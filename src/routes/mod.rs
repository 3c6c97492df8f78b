pub mod api;
mod entry;
pub mod middleware;
pub mod views;

pub use entry::{API_PREFIX, app, router};
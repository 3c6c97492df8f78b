use sea_orm::entity::prelude::*;

#[sea_orm::model]
#[derive(Clone, Debug, PartialEq, Eq, serde::Serialize, serde::Deserialize, DeriveEntityModel)]
#[sea_orm(table_name = "classrooms")]
pub struct Model {
    #[sea_orm(primary_key)]
    pub id: i32,
    pub name: String,
    #[sea_orm(has_many)]
    pub students: HasMany<super::student::Entity>,
}

impl ActiveModelBehavior for ActiveModel {}
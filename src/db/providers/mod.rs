mod registry;
mod sqlite;

use std::sync::Arc;

pub use registry::{DbProvider, DbProviderId, DbProviders};

use self::sqlite::SqliteDbProvider;

pub fn default_registry() -> anyhow::Result<DbProviders> {
    DbProviders::new().with_provider(Arc::new(SqliteDbProvider))
}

^^^^^^^^^^^^^^^^

Exercise goal -
Please copy each record shown above exactly.

Finished task -
filename src/routes/mod.rs
repository 3c6c97492df8f78b
pub mod api;
mod entry;
pub mod middleware;
pub mod views;

pub use entry::{API_PREFIX, app, router};
repository 3c6c97492df8f78b
use sea_orm::entity::prelude::*;

#[sea_orm::model]
#[derive(Clone, Debug, PartialEq, Eq, serde::Serialize, serde::Deserialize, DeriveEntityModel)]
#[sea_orm(table_name = "classrooms")]
pub struct Model {
    #[sea_orm(primary_key)]
    pub id: i32,
    pub name: String,
    #[sea_orm(has_many)]
    pub students: HasMany<super::student::Entity>,
}

impl ActiveModelBehavior for ActiveModel {}
filename src/db/providers/mod.rs
mod registry;
mod sqlite;

use std::sync::Arc;

pub use registry::{DbProvider, DbProviderId, DbProviders};

use self::sqlite::SqliteDbProvider;

pub fn default_registry() -> anyhow::Result<DbProviders> {
    DbProviders::new().with_provider(Arc::new(SqliteDbProvider))
}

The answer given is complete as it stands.